PROBLEM: From the records below, copy out each line that has the word "stored".

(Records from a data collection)
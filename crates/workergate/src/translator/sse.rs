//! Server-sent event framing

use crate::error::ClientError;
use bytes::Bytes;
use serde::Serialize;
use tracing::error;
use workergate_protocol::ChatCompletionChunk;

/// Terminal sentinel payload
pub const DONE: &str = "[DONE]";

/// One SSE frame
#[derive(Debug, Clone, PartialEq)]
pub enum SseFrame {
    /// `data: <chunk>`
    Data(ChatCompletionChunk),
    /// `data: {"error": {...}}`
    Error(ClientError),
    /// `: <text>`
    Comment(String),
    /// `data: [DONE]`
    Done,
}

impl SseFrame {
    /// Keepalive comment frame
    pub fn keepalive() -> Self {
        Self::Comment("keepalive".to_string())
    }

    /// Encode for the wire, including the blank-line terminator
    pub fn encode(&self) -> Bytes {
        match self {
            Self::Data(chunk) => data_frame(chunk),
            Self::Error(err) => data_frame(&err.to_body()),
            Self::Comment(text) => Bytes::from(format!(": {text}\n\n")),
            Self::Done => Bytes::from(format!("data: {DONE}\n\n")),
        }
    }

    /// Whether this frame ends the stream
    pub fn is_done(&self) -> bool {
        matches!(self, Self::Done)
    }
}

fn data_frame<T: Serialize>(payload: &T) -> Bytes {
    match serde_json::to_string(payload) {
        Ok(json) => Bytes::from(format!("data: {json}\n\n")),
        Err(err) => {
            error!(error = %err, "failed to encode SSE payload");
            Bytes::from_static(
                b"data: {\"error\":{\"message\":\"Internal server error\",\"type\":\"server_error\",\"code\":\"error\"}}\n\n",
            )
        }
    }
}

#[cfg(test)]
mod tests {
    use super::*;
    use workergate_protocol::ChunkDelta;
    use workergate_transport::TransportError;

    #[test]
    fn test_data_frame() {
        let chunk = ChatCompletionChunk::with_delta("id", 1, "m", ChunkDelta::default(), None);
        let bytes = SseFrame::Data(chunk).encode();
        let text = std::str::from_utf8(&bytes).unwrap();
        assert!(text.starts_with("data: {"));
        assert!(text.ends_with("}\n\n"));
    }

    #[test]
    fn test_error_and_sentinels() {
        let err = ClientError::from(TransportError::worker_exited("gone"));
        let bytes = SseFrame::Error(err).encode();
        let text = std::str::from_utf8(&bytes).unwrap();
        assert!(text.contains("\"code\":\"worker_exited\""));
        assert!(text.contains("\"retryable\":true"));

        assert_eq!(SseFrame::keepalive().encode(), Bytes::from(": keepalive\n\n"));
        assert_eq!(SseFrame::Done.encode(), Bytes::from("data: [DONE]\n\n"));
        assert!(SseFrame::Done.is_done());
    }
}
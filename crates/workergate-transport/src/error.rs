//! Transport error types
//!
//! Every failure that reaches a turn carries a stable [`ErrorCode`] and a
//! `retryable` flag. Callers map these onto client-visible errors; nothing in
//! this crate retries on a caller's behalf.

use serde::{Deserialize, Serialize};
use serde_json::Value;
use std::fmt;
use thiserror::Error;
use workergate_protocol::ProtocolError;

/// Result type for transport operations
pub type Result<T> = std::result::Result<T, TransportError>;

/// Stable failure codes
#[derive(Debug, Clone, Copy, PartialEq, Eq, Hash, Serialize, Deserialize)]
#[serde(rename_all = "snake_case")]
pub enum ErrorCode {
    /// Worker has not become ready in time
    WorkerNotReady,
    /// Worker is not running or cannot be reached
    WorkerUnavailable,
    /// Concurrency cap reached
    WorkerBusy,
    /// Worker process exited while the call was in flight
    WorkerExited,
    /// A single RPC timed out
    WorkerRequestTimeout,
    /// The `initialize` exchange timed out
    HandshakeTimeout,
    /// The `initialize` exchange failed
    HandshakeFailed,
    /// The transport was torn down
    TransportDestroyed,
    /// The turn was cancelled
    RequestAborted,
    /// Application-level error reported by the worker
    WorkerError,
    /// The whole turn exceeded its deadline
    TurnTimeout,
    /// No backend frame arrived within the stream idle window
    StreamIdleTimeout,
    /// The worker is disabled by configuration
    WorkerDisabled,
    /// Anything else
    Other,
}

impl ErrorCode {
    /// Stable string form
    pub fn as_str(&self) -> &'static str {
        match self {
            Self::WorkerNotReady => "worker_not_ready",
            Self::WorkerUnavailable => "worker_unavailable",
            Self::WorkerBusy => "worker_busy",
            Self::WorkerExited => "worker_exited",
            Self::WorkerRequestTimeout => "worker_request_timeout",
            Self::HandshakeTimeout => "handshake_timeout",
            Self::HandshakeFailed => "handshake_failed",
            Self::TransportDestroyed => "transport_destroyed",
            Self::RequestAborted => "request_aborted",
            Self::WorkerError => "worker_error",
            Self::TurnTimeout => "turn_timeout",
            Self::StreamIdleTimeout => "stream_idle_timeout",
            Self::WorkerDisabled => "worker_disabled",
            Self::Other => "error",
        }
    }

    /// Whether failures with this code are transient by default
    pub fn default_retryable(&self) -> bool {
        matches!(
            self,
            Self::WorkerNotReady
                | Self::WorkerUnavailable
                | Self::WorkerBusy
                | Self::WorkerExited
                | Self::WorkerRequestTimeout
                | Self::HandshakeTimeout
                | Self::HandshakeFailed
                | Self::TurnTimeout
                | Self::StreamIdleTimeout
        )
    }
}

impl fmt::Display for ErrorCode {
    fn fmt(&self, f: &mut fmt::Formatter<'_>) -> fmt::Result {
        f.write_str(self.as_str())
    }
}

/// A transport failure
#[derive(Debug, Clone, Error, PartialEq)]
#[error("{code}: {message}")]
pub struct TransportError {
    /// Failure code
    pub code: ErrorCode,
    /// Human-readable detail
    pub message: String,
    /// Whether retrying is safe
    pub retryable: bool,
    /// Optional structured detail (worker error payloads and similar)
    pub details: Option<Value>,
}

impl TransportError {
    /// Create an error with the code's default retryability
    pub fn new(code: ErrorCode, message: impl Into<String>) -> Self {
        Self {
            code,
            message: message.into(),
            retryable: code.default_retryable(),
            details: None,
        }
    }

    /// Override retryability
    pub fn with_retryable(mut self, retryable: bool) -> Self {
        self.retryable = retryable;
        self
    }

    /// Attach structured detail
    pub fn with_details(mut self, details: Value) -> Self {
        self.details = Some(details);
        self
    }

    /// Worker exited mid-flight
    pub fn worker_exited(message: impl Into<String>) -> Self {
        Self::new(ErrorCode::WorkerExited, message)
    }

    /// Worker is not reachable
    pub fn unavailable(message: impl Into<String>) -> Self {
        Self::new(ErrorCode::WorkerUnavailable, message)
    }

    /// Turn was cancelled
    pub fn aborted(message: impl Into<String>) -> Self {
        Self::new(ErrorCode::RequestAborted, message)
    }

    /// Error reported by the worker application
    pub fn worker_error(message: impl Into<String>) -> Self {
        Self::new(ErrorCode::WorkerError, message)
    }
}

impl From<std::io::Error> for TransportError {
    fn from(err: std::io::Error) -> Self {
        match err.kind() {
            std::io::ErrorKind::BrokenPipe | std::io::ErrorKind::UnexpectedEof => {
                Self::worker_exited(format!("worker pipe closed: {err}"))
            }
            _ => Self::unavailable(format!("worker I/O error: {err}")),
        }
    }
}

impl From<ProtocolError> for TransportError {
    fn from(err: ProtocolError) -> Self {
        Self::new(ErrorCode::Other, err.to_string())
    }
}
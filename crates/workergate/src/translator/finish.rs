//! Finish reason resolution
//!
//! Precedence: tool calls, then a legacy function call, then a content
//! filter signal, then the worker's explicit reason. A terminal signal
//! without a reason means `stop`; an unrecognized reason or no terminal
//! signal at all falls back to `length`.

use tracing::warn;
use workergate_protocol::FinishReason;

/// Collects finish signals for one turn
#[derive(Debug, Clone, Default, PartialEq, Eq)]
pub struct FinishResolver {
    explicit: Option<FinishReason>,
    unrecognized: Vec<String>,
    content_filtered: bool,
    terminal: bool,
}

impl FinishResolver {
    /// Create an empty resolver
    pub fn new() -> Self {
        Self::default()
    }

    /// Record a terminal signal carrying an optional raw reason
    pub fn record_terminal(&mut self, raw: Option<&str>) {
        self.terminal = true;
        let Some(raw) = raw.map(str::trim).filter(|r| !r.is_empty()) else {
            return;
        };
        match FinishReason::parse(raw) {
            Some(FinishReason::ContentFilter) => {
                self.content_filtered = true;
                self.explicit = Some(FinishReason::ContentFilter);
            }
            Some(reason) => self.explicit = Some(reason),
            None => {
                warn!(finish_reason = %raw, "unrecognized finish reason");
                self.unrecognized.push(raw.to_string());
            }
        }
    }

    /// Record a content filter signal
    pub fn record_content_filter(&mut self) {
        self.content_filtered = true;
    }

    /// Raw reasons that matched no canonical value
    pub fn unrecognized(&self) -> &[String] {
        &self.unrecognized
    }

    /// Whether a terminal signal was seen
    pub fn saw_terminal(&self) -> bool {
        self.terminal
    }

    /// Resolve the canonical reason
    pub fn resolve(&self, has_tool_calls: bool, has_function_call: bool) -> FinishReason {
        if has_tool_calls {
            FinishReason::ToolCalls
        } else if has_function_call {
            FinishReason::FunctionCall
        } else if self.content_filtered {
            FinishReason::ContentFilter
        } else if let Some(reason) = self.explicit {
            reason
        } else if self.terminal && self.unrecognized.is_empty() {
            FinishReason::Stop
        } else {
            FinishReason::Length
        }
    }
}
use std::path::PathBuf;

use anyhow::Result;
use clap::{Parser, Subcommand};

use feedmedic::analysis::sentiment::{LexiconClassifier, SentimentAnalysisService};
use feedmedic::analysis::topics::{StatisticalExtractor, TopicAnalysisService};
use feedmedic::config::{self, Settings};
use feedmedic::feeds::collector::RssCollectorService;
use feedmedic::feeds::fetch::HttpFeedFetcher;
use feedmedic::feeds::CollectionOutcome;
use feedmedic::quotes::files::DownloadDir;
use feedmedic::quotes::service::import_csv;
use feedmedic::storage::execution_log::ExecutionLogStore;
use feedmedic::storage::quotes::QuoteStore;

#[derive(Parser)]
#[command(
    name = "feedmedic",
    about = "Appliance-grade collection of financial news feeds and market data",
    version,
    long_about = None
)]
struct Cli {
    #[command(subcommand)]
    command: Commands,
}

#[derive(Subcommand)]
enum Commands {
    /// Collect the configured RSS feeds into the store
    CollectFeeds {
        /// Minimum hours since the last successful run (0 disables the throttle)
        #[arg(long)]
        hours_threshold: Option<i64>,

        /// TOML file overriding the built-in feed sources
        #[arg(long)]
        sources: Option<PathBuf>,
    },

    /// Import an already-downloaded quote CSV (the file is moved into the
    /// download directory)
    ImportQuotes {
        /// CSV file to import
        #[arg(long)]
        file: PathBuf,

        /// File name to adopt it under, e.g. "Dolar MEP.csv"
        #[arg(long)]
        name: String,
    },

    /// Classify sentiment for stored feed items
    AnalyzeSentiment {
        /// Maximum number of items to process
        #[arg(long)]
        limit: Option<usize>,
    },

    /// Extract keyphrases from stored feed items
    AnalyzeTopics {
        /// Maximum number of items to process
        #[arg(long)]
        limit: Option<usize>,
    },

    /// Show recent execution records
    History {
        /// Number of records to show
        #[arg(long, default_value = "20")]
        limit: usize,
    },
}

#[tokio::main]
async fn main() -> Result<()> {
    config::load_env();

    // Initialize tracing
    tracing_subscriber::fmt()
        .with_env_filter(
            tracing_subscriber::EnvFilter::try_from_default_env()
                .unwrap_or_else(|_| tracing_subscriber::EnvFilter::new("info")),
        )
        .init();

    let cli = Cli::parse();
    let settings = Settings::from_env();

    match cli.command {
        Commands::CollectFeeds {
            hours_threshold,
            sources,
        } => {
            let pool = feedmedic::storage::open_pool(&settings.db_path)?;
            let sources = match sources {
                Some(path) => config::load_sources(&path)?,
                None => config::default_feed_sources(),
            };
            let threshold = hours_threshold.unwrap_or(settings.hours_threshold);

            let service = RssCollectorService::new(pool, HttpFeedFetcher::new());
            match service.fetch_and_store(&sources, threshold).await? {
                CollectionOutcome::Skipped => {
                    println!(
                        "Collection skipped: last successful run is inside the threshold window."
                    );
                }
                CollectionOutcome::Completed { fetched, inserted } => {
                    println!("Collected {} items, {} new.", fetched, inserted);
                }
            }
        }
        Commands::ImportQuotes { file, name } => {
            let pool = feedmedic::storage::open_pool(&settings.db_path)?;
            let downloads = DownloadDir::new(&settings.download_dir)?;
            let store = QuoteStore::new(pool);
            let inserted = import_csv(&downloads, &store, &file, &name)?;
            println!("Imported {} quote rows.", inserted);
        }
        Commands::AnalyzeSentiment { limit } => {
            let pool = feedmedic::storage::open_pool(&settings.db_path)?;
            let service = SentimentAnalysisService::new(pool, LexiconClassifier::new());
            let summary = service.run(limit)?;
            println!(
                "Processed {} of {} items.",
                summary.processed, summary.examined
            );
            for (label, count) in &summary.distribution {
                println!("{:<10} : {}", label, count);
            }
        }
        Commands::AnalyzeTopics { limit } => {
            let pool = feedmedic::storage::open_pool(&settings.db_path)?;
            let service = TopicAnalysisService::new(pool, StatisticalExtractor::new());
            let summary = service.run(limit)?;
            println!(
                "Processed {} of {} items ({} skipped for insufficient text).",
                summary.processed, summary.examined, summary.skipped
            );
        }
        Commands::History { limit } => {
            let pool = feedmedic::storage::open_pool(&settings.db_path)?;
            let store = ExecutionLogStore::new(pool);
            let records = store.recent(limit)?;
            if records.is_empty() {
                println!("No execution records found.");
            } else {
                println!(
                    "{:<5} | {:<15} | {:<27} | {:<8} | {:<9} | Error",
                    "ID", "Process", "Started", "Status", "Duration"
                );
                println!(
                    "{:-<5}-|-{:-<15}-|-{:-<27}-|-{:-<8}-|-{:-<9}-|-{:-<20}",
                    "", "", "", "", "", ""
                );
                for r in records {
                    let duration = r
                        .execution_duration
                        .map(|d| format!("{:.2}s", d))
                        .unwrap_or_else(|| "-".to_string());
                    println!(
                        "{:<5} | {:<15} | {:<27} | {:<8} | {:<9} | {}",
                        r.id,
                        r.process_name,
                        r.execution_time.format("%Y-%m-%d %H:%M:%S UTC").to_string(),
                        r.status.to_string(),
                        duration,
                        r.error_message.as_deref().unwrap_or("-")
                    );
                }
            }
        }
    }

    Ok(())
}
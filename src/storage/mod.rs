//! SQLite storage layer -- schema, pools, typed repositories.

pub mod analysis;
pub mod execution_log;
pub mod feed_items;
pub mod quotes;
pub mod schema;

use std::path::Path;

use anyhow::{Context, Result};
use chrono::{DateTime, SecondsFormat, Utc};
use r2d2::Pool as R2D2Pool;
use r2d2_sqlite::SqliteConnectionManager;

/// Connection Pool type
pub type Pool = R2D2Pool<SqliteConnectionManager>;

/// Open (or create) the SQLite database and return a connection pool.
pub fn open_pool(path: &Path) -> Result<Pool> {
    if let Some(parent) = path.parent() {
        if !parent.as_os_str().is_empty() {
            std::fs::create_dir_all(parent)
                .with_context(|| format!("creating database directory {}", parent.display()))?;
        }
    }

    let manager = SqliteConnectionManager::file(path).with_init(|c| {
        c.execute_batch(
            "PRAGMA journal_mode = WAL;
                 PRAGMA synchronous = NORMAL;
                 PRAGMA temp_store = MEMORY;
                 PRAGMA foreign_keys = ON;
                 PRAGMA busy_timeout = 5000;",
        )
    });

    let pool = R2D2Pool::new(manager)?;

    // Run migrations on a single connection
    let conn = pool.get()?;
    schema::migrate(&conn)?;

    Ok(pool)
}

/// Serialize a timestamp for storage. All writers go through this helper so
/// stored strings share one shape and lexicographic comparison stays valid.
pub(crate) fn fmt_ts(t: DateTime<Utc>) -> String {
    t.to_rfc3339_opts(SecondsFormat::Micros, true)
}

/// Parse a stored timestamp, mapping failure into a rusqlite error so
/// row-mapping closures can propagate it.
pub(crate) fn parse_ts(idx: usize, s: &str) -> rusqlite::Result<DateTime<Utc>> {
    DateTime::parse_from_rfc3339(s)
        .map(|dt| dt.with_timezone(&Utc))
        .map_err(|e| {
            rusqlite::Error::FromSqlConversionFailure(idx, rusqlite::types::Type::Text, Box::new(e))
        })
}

ANSWER SECTION:
    /// Classify sentiment for stored feed items
    /// Extract keyphrases from stored feed items
/// stored strings share one shape and lexicographic comparison stays valid.
/// Parse a stored timestamp, mapping failure into a rusqlite error so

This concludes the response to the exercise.